The following are notes from the book: The Intelligent Investor by Ben Graham. Graham was a professor at Columbia, who set forth and popularized the idea of “value investing”. Value investing is about determining the intrinsic value of an investment and buying when the price is markedly below the actual value that investment. The primary factor for profit does not come from the actual growth or success of the investment but from identifying when the actual purchase is mispriced. This is akin to buying items cheaply from a garage sale and selling it for much higher prices on e-bay. Unlike growth investing, which depends on the company growing far beyond what is currently expected or momentum investing which has to do with getting timing right on the market, Graham explains his investment style along the lines of methodical reasoning and sobering calculations.
Notes from The Intelligent Investor:
-To enjoy a reasonable chance for continued better than average results, the investor must follow policies which are (1) inherently sound and promising, and (2) not popular on Wall Street.
-don’t lose money. Its harder to make the money back once you’ve lost money.

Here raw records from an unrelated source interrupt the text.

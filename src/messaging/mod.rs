//! Domain events and the message bus publisher
//!
//! Events are wrapped in a MassTransit-compatible envelope and published to
//! fanout exchanges. When no bus URL is configured, publishing degrades to a
//! logged no-op so event emission never gates a state transition.

mod events;
mod publisher;

pub use events::{
    DomainEvent, ServiceDeregisteredEvent, ServiceHealthChangedEvent, ServiceRegisteredEvent,
};
pub use publisher::{
    connect_publisher, generate_id, AmqpPublisher, CollectingPublisher, EventPublisher,
    NoopPublisher,
};
//! Common error types for the mesh control plane

use axum::{
    http::StatusCode,
    response::{IntoResponse, Response},
    Json,
};
use serde::Serialize;
use thiserror::Error;

/// Application-wide error type
#[derive(Error, Debug)]
pub enum AppError {
    #[error("Configuration error: {0}")]
    Config(#[from] config::ConfigError),

    #[error("IO error: {0}")]
    Io(#[from] std::io::Error),

    #[error("JSON serialization error: {0}")]
    Json(#[from] serde_json::Error),

    #[error("HTTP client error: {0}")]
    HttpClient(#[from] reqwest::Error),

    #[error("AMQP error: {0}")]
    Amqp(#[from] lapin::Error),

    #[error("Catalog error: {0}")]
    Catalog(String),

    #[error("Service not found: {0}")]
    ServiceNotFound(String),

    #[error("Invalid request: {0}")]
    InvalidRequest(String),

    #[error("Internal error: {0}")]
    Internal(String),
}

/// Error response format returned by the HTTP surfaces
#[derive(Serialize)]
pub struct ErrorResponse {
    pub error: ErrorDetail,
}

#[derive(Serialize)]
pub struct ErrorDetail {
    pub message: String,
    pub r#type: String,
    pub code: Option<String>,
}

impl IntoResponse for AppError {
    fn into_response(self) -> Response {
        let (status, error_type, code) = match &self {
            AppError::Config(_) => (StatusCode::INTERNAL_SERVER_ERROR, "server_error", None),
            AppError::Io(_) => (StatusCode::INTERNAL_SERVER_ERROR, "server_error", None),
            AppError::Json(_) => (StatusCode::BAD_REQUEST, "invalid_request_error", Some("invalid_json")),
            AppError::HttpClient(_) => (StatusCode::BAD_GATEWAY, "upstream_error", None),
            AppError::Amqp(_) => (StatusCode::INTERNAL_SERVER_ERROR, "server_error", None),
            AppError::Catalog(_) => (StatusCode::BAD_GATEWAY, "catalog_error", None),
            AppError::ServiceNotFound(_) => (StatusCode::NOT_FOUND, "not_found_error", Some("service_not_found")),
            AppError::InvalidRequest(_) => (StatusCode::BAD_REQUEST, "invalid_request_error", None),
            AppError::Internal(_) => (StatusCode::INTERNAL_SERVER_ERROR, "server_error", None),
        };

        let body = Json(ErrorResponse {
            error: ErrorDetail {
                message: self.to_string(),
                r#type: error_type.to_string(),
                code: code.map(|c| c.to_string()),
            },
        });

        (status, body).into_response()
    }
}

/// Result type alias for convenience
pub type Result<T> = std::result::Result<T, AppError>;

Investing, according to Graham, consists equally of three elements:
• you must thoroughly analyze a company, and the soundness of its underlying businesses, before you buy its stock;
• you must deliberately protect yourself against serious losses;
• you must aspire to “adequate,” not extraordinary, performance.
-two inflation fighters: REITs and TIPS (TIPS paper gain is taxable income, better in tax-exempt account)

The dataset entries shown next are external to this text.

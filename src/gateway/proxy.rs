//! Reverse proxy with retry and per-instance circuit breakers
//!
//! Upstream responses are fully buffered so a 5xx can be retried without
//! exposing partial writes to the client. Request and response bodies are
//! bounded to prevent memory exhaustion.

use std::sync::Arc;
use std::time::Duration;

use axum::{
    body::{Body, Bytes},
    extract::{Request, State},
    http::{header, HeaderMap, Method, StatusCode},
    response::{IntoResponse, Response},
};
use dashmap::DashMap;
use futures::StreamExt;
use rand::Rng;
use reqwest::Client;
use tracing::{error, warn};

use crate::config::ResilienceConfig;
use crate::error::{AppError, Result};
use crate::gateway::routes::{build_backend_url, parse_service_from_path, Backend, RouteTable};
use crate::monitor::breaker::CircuitBreaker;

/// Maximum allowed size for incoming request bodies (10 MiB).
const MAX_REQUEST_BODY: usize = 10 << 20;

/// Maximum buffered size for upstream response bodies (10 MiB).
const MAX_RESPONSE_BODY: usize = 10 << 20;

const CIRCUIT_OPEN: &str = "circuit breaker open";

/// The reverse proxy handler state
pub struct Proxy {
    routes: Arc<RouteTable>,
    resilience: ResilienceConfig,
    client: Client,
    breakers: BreakerMap,
}

/// A captured upstream response, inspected before committing to the client.
struct BufferedResponse {
    status: StatusCode,
    headers: HeaderMap,
    body: Bytes,
}

impl BufferedResponse {
    fn into_response(mut self) -> Response {
        // Hop-by-hop headers don't survive re-buffering; the body length is
        // recomputed by the server.
        self.headers.remove(header::CONNECTION);
        self.headers.remove(header::TRANSFER_ENCODING);
        self.headers.remove(header::CONTENT_LENGTH);

        let mut response = Response::new(Body::from(self.body));
        *response.status_mut() = self.status;
        *response.headers_mut() = self.headers;
        response
    }
}

impl Proxy {
    pub fn new(routes: Arc<RouteTable>, resilience: ResilienceConfig) -> Result<Self> {
        let client = Client::builder()
            .build()
            .map_err(|e| AppError::Internal(format!("Failed to create HTTP client: {}", e)))?;

        let breakers = BreakerMap::new(
            resilience.breaker_failure_threshold,
            resilience.breaker_break_duration(),
        );

        Ok(Self {
            routes,
            resilience,
            client,
            breakers,
        })
    }

    /// Route an incoming request to a backend with retries.
    pub async fn handle(&self, req: Request) -> Response {
        let prefix = self.routes.prefix();
        let path = req.uri().path().to_string();

        let Some((service_name, remainder)) = parse_service_from_path(&prefix, &path) else {
            return (StatusCode::NOT_FOUND, "not found").into_response();
        };

        let Some(mut backend) = self.routes.lookup(&service_name) else {
            return (
                StatusCode::BAD_GATEWAY,
                format!("service not found: {}", service_name),
            )
                .into_response();
        };

        let method = req.method().clone();
        let raw_query = req.uri().query().map(str::to_string);
        let mut headers = req.headers().clone();
        headers.remove(header::CONNECTION);
        headers.remove(header::HOST);

        let body = match axum::body::to_bytes(req.into_body(), MAX_REQUEST_BODY).await {
            Ok(b) => b,
            Err(_) => {
                return (StatusCode::PAYLOAD_TOO_LARGE, "request body too large").into_response()
            }
        };

        let mut last_err: Option<String> = None;
        let mut last_status: Option<StatusCode> = None;
        let mut last_resp: Option<BufferedResponse> = None;

        for attempt in 0..=self.resilience.retry_count {
            if attempt > 0 {
                let delay = self.retry_delay(attempt);
                warn!(
                    attempt = attempt + 1,
                    max_attempts = self.resilience.retry_count + 1,
                    delay_ms = delay.as_millis() as u64,
                    service = %service_name,
                    "retrying upstream request"
                );
                tokio::time::sleep(delay).await;

                // Re-lookup in case the route table changed.
                if let Some(b) = self.routes.lookup(&service_name) {
                    backend = b;
                }
            }

            let breaker = self.breakers.get(&backend.service_id);
            if !breaker.allow() {
                last_err = Some(CIRCUIT_OPEN.to_string());
                last_status = Some(StatusCode::SERVICE_UNAVAILABLE);
                continue;
            }

            match self
                .forward(&method, &headers, &body, &backend, &remainder, raw_query.as_deref())
                .await
            {
                Ok(buffered) if buffered.status.as_u16() < 500 => {
                    breaker.record_success();
                    return buffered.into_response();
                }
                Ok(buffered) => {
                    breaker.record_failure();
                    last_err = None;
                    last_status = Some(buffered.status);
                    last_resp = Some(buffered);
                }
                Err(e) => {
                    breaker.record_failure();
                    last_err = Some(e.to_string());
                }
            }
        }

        // All attempts exhausted; forward the best response we have.
        if let Some(buffered) = last_resp {
            return buffered.into_response();
        }

        if let Some(e) = &last_err {
            error!(service = %service_name, error = %e, "upstream request failed after retries");
        }
        let status = last_status.unwrap_or(StatusCode::BAD_GATEWAY);
        (status, "upstream request failed").into_response()
    }

    async fn forward(
        &self,
        method: &Method,
        headers: &HeaderMap,
        body: &Bytes,
        backend: &Backend,
        remainder: &str,
        raw_query: Option<&str>,
    ) -> Result<BufferedResponse> {
        let url = build_backend_url(&backend.address, remainder, raw_query);

        let response = self
            .client
            .request(method.clone(), &url)
            .headers(headers.clone())
            .body(body.clone())
            .send()
            .await?;

        let status = response.status();
        let headers = response.headers().clone();

        let mut buf: Vec<u8> = Vec::new();
        let mut stream = response.bytes_stream();
        while let Some(chunk) = stream.next().await {
            let chunk = chunk?;
            if buf.len() + chunk.len() > MAX_RESPONSE_BODY {
                buf.extend_from_slice(&chunk[..MAX_RESPONSE_BODY - buf.len()]);
                break;
            }
            buf.extend_from_slice(&chunk);
        }

        Ok(BufferedResponse {
            status,
            headers,
            body: buf.into(),
        })
    }

    fn retry_delay(&self, attempt: u32) -> Duration {
        let base = self.resilience.retry_base_delay().as_secs_f64();
        let exponential = base
            * self
                .resilience
                .retry_backoff_exponent
                .powi(attempt as i32 - 1);
        let jitter =
            rand::thread_rng().gen::<f64>() * self.resilience.retry_jitter_max().as_secs_f64();
        Duration::from_secs_f64(exponential + jitter)
    }
}

/// Axum fallback handler delegating to the proxy.
pub async fn proxy_handler(State(proxy): State<Arc<Proxy>>, req: Request) -> Response {
    proxy.handle(req).await
}

/// Lazily-populated circuit breakers keyed by backend service ID.
struct BreakerMap {
    threshold: u32,
    duration: Duration,
    breakers: DashMap<String, Arc<CircuitBreaker>>,
}

impl BreakerMap {
    fn new(threshold: u32, duration: Duration) -> Self {
        Self {
            threshold,
            duration,
            breakers: DashMap::new(),
        }
    }

    fn get(&self, service_id: &str) -> Arc<CircuitBreaker> {
        self.breakers
            .entry(service_id.to_string())
            .or_insert_with(|| Arc::new(CircuitBreaker::new(self.threshold, self.duration)))
            .clone()
    }
}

-the intelligent investor must never forecast the future exclusively by extrapolating the past.
-The value of any investment is, and always must be, a function of the price you pay for it.
-the corollary to that law of financial history is that the markets will most brutally surprise the very people who are most certain that their views about the future are right.

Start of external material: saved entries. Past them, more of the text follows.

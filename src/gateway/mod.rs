//! API Gateway - reverse proxy with dynamic catalog-based routing,
//! rate limiting, CORS, JWT auth, and resilience

pub mod middleware;
pub mod proxy;
pub mod routes;

use std::sync::Arc;

use axum::{routing::get, Json, Router};
use serde_json::json;

use crate::config::GatewaySettings;
use crate::gateway::middleware::{CorsLayer, JwtAuthLayer, RateLimitLayer, RequestLoggingLayer};
use crate::gateway::proxy::{proxy_handler, Proxy};

/// Assemble the gateway router with its middleware stack.
///
/// Composition from outermost to innermost: request logging -> CORS ->
/// rate limit (if enabled) -> JWT -> health endpoint / proxy catch-all.
pub fn build_router(proxy: Arc<Proxy>, settings: &GatewaySettings) -> Router {
    let mut app = Router::new()
        .route("/health", get(health))
        .fallback(proxy_handler)
        .with_state(proxy)
        .layer(JwtAuthLayer::new(
            settings.jwt.clone(),
            vec!["/health".to_string()],
        ));

    if settings.rate_limit.enabled {
        app = app.layer(RateLimitLayer::new(
            settings.rate_limit.permit_limit,
            settings.rate_limit.window(),
        ));
    }

    app.layer(CorsLayer::new(settings.cors.clone()))
        .layer(RequestLoggingLayer::new())
}

async fn health() -> Json<serde_json::Value> {
    Json(json!({"status": "Healthy"}))
}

-By the rule of opposites,” the more enthusiastic investors become about the stock market in the long run, the more certain they are to be proved wrong in the short run.
-technical trading would not merit buying a stock when it falls but if the value of the investment is assured when you buy it, then buying when a stock drops would make sense. Otherwise, if youre in a pure technical trading environment such as crypto, you’re better off following those principles
In these cases the market has sufficient skepticism as to the continuation of the unusually high profits to value them con- servatively, and conversely when earnings are low or nonexistent. (Note that, by the arithmetic, if a company earns “next to nothing”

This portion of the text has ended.